# YOUR INSTRUCTIONS
Everything from the line containing "assert_eq!(get_bits(0x80, BitOrder::MsbFirst), one_hot(0));" through the line containing "assert_eq!(bit_mask(7, BitOrder::MsbFirst), Ok(0x01));" in the listing below should be copied exactly, and nothing more.

# DATASET EXCERPTS
// Copyright lowRISC contributors.
// Licensed under the Apache License, Version 2.0, see LICENSE for details.
// SPDX-License-Identifier: Apache-2.0

//! Single-bit access within a byte.
//!
//! Bits are addressed by an index in `0..8`, whose meaning depends on a
//! [`BitOrder`]:
//! - With [`BitOrder::MsbFirst`], index `0` is the most significant bit
//!   (`0x80`) and index `7` is the least significant bit (`0x01`).
//! - With [`BitOrder::LsbFirst`], index `0` is the least significant bit
//!   (`0x01`) and index `7` is the most significant bit (`0x80`).
//!
//! These functions are useful for decoding flag fields, where each bit of a
//! byte carries an independent boolean.

use core::fmt;
use core::str::FromStr;

#[cfg(feature = "arbitrary-derive")]
use libfuzzer_sys::arbitrary::{self, Arbitrary};
#[cfg(feature = "serde")]
use serde::{Deserialize, Serialize};

/// The number of bits in a byte.
pub const BITS_PER_BYTE: usize = 8;

/// The order in which the bits of a byte are indexed.
///
/// See the [module documentation](index.html) for details.
#[derive(Copy, Clone, Debug, PartialEq, Eq, Hash)]
#[cfg_attr(feature = "arbitrary-derive", derive(Arbitrary))]
#[cfg_attr(feature = "serde", derive(Serialize, Deserialize))]
pub enum BitOrder {
    /// Index `0` is the most significant bit.
    MsbFirst,
    /// Index `0` is the least significant bit.
    LsbFirst,
}

impl BitOrder {
    /// Returns the opposite bit order.
    pub const fn reverse(self) -> Self {
        match self {
            Self::MsbFirst => Self::LsbFirst,
            Self::LsbFirst => Self::MsbFirst,
        }
    }
}

impl FromStr for BitOrder {
    type Err = ParseBitOrderError;

    fn from_str(s: &str) -> Result<Self, Self::Err> {
        match s {
            "msb" | "msb-first" | "MsbFirst" => Ok(Self::MsbFirst),
            "lsb" | "lsb-first" | "LsbFirst" => Ok(Self::LsbFirst),
            _ => Err(ParseBitOrderError),
        }
    }
}

/// An error returned when parsing a [`BitOrder`] from a string fails.
#[derive(Copy, Clone, Debug, PartialEq, Eq)]
pub struct ParseBitOrderError;

impl fmt::Display for ParseBitOrderError {
    fn fmt(&self, f: &mut fmt::Formatter) -> fmt::Result {
        f.write_str("expected one of `msb` or `lsb`")
    }
}

/// A bit-access error.
#[derive(Copy, Clone, Debug, PartialEq, Eq)]
#[non_exhaustive]
pub enum Error {
    /// Indicates that a bit index outside of `0..8` was requested.
    ///
    /// This is a contract violation on the caller's part; retrying with the
    /// same index will never succeed.
    IndexOutOfRange {
        /// The offending index.
        index: usize,
    },
}

impl fmt::Display for Error {
    fn fmt(&self, f: &mut fmt::Formatter) -> fmt::Result {
        match self {
            Self::IndexOutOfRange { index } => write!(
                f,
                "bit index {} out of range 0..{}",
                index, BITS_PER_BYTE
            ),
        }
    }
}

/// Returns the eight bits of `byte`, in the given order.
///
/// ```
/// # use binio::bits::*;
/// let bits = get_bits(0x80, BitOrder::MsbFirst);
/// assert!(bits[0]);
/// assert!(!bits[7]);
/// ```
pub fn get_bits(byte: u8, order: BitOrder) -> [bool; BITS_PER_BYTE] {
    let mut bits = [false; BITS_PER_BYTE];
    for (i, bit) in bits.iter_mut().enumerate() {
        *bit = byte & mask_unchecked(i, order) != 0;
    }
    bits
}

/// Assembles a byte out of eight bits, in the given order.
///
/// This is the inverse of [`get_bits()`].
pub fn from_bits(bits: &[bool; BITS_PER_BYTE], order: BitOrder) -> u8 {
    bits.iter()
        .enumerate()
        .filter(|&(_, &bit)| bit)
        .fold(0, |byte, (i, _)| byte | mask_unchecked(i, order))
}

/// Returns a byte with only the bit at `index` set, in the given order.
///
/// Fails with [`Error::IndexOutOfRange`] if `index` is not in `0..8`.
pub fn bit_mask(index: usize, order: BitOrder) -> Result<u8, Error> {
    if index >= BITS_PER_BYTE {
        return Err(Error::IndexOutOfRange { index });
    }
    Ok(mask_unchecked(index, order))
}

/// Returns whether the bit at `index` of `byte` is set, in the given order.
///
/// Fails with [`Error::IndexOutOfRange`] if `index` is not in `0..8`.
pub fn get_bit(byte: u8, index: usize, order: BitOrder) -> Result<bool, Error> {
    bit_mask(index, order).map(|mask| byte & mask != 0)
}

// NOTE: `index` must already be known to be less than `BITS_PER_BYTE`.
#[inline(always)]
fn mask_unchecked(index: usize, order: BitOrder) -> u8 {
    match order {
        BitOrder::MsbFirst => 0x80 >> index,
        BitOrder::LsbFirst => 0x01 << index,
    }
}

#[cfg(test)]
mod test {
    use super::*;

    fn one_hot(index: usize) -> [bool; BITS_PER_BYTE] {
        let mut bits = [false; BITS_PER_BYTE];
        bits[index] = true;
        bits
    }

    #[test]
    fn single_bits() {
        assert_eq!(get_bits(0x01, BitOrder::LsbFirst), one_hot(0));
        assert_eq!(get_bits(0x01, BitOrder::MsbFirst), one_hot(7));
        assert_eq!(get_bits(0x80, BitOrder::MsbFirst), one_hot(0));
        assert_eq!(get_bits(0x80, BitOrder::LsbFirst), one_hot(7));
    }

    #[test]
    fn all_or_nothing() {
        for &order in &[BitOrder::MsbFirst, BitOrder::LsbFirst] {
            assert_eq!(get_bits(0xff, order), [true; BITS_PER_BYTE]);
            assert_eq!(get_bits(0x00, order), [false; BITS_PER_BYTE]);
        }
    }

    #[test]
    fn first_bit_every_byte() {
        for b in 0..=u8::MAX {
            assert_eq!(get_bits(b, BitOrder::MsbFirst)[0], b & 0x80 != 0);
            assert_eq!(get_bits(b, BitOrder::LsbFirst)[0], b & 0x01 != 0);
        }
    }

    #[test]
    fn orders_are_mirrors() {
        for b in 0..=u8::MAX {
            let mut lsb = get_bits(b, BitOrder::LsbFirst);
            lsb.reverse();
            assert_eq!(get_bits(b, BitOrder::MsbFirst), lsb);
        }
    }

    #[test]
    fn from_bits_inverts_get_bits() {
        for b in 0..=u8::MAX {
            for &order in &[BitOrder::MsbFirst, BitOrder::LsbFirst] {
                assert_eq!(from_bits(&get_bits(b, order), order), b);
            }
        }
    }

    #[test]
    fn masks() {
        assert_eq!(bit_mask(0, BitOrder::MsbFirst), Ok(0x80));
        assert_eq!(bit_mask(0, BitOrder::LsbFirst), Ok(0x01));
        assert_eq!(bit_mask(7, BitOrder::MsbFirst), Ok(0x01));
        assert_eq!(bit_mask(7, BitOrder::LsbFirst), Ok(0x80));
        assert_eq!(bit_mask(3, BitOrder::MsbFirst), Ok(0x10));
        assert_eq!(bit_mask(3, BitOrder::LsbFirst), Ok(0x08));

        for i in 0..BITS_PER_BYTE {
            let msb = bit_mask(i, BitOrder::MsbFirst).unwrap();
            let lsb = bit_mask(i, BitOrder::LsbFirst).unwrap();
            assert_eq!(msb.count_ones(), 1);
            assert_eq!(msb, lsb.reverse_bits());
        }
    }

    #[test]
    fn out_of_range() {
        for &order in &[BitOrder::MsbFirst, BitOrder::LsbFirst] {
            assert_eq!(
                bit_mask(8, order),
                Err(Error::IndexOutOfRange { index: 8 })
            );
            assert_eq!(
                bit_mask(usize::MAX, order),
                Err(Error::IndexOutOfRange { index: usize::MAX })
            );
            assert!(get_bit(0xff, 8, order).is_err());
        }
    }

    #[test]
    fn single_bit_lookup() {
        assert_eq!(get_bit(0b0100_0000, 1, BitOrder::MsbFirst), Ok(true));
        assert_eq!(get_bit(0b0100_0000, 1, BitOrder::LsbFirst), Ok(false));
        assert_eq!(get_bit(0b0100_0000, 6, BitOrder::LsbFirst), Ok(true));
    }

    #[test]
    fn parse_order() {
        assert_eq!("msb".parse(), Ok(BitOrder::MsbFirst));
        assert_eq!("lsb-first".parse(), Ok(BitOrder::LsbFirst));
        assert!("middle".parse::<BitOrder>().is_err());
        assert_eq!(BitOrder::MsbFirst.reverse(), BitOrder::LsbFirst);
    }
}
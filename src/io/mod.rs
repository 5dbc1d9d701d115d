// Copyright lowRISC contributors.
// Licensed under the Apache License, Version 2.0, see LICENSE for details.
// SPDX-License-Identifier: Apache-2.0

//! Endian-aware I/O, in lieu of [`std::io`].
//!
//! The [`Read`] and [`Write`] traits describe sequential byte sources and
//! sinks. They are mostly intended for manipulating byte buffers, but they
//! could be implemented on other types that provide a read/write interface.
//!
//! On top of them, [`EndianReader`] and [`EndianWriter`] read and write
//! fixed-width values (the [`Primitive`] types) in a byte order chosen once,
//! at construction:
//! ```
//! # use binio::io::*;
//! let mut buf = [0; 4];
//! let mut w = EndianWriter::new(&mut buf[..], Endianness::Big);
//! w.write_f32(13.5407705).unwrap();
//! assert_eq!(buf, [0x41, 0x58, 0xa6, 0xff]);
//!
//! let mut r = EndianReader::new(&buf[..], Endianness::Big);
//! assert_eq!(r.read_f32().unwrap(), 13.5407705);
//! ```
//!
//! Nothing here buffers or seeks: every call consumes exactly the bytes of
//! the value it reads or writes, in call order.
//!
//! [`std::io`]: https://doc.rust-lang.org/std/io/index.html

use core::fmt;

pub mod cursor;
pub mod endian;
pub mod read;
pub mod reader;
pub mod write;
pub mod writer;

pub use cursor::Cursor;
pub use endian::Endianness;
pub use endian::Primitive;
pub use endian::PrimitiveKind;
pub use read::Read;
pub use reader::EndianReader;
pub use write::Write;
pub use writer::EndianWriter;

#[cfg(feature = "std")]
pub use write::StdWrite;

/// A generic, low-level I/O error.
#[derive(Copy, Clone, Debug, PartialEq, Eq)]
#[non_exhaustive]
pub enum Error {
    /// Indicates that a read asked for more bytes than the source had left.
    ///
    /// Nothing is consumed from the source when this error is returned, and
    /// no partially-read value is ever produced.
    InsufficientData {
        /// The number of bytes the read needed.
        required: usize,
        /// The number of bytes the source actually had.
        available: usize,
    },

    /// Indicates that a fixed-capacity sink has been completely used up.
    ///
    /// This is typically a fatal error, since it is probably not possible
    /// to re-allocate that underlying buffer.
    BufferExhausted,

    /// Indicates that an underlying writer refused a write.
    WriteFailed,
}

impl fmt::Display for Error {
    fn fmt(&self, f: &mut fmt::Formatter) -> fmt::Result {
        match self {
            Self::InsufficientData {
                required,
                available,
            } => write!(
                f,
                "insufficient data: needed {} bytes, but only {} available",
                required, available
            ),
            Self::BufferExhausted => f.write_str("output buffer exhausted"),
            Self::WriteFailed => f.write_str("underlying write failed"),
        }
    }
}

# TASK RESPONSE
        assert_eq!(get_bits(0x80, BitOrder::MsbFirst), one_hot(0));
        assert_eq!(get_bits(0x80, BitOrder::LsbFirst), one_hot(7));
    }

    #[test]
    fn all_or_nothing() {
        for &order in &[BitOrder::MsbFirst, BitOrder::LsbFirst] {
            assert_eq!(get_bits(0xff, order), [true; BITS_PER_BYTE]);
            assert_eq!(get_bits(0x00, order), [false; BITS_PER_BYTE]);
        }
    }

    #[test]
    fn first_bit_every_byte() {
        for b in 0..=u8::MAX {
            assert_eq!(get_bits(b, BitOrder::MsbFirst)[0], b & 0x80 != 0);
            assert_eq!(get_bits(b, BitOrder::LsbFirst)[0], b & 0x01 != 0);
        }
    }

    #[test]
    fn orders_are_mirrors() {
        for b in 0..=u8::MAX {
            let mut lsb = get_bits(b, BitOrder::LsbFirst);
            lsb.reverse();
            assert_eq!(get_bits(b, BitOrder::MsbFirst), lsb);
        }
    }

    #[test]
    fn from_bits_inverts_get_bits() {
        for b in 0..=u8::MAX {
            for &order in &[BitOrder::MsbFirst, BitOrder::LsbFirst] {
                assert_eq!(from_bits(&get_bits(b, order), order), b);
            }
        }
    }

    #[test]
    fn masks() {
        assert_eq!(bit_mask(0, BitOrder::MsbFirst), Ok(0x80));
        assert_eq!(bit_mask(0, BitOrder::LsbFirst), Ok(0x01));
        assert_eq!(bit_mask(7, BitOrder::MsbFirst), Ok(0x01));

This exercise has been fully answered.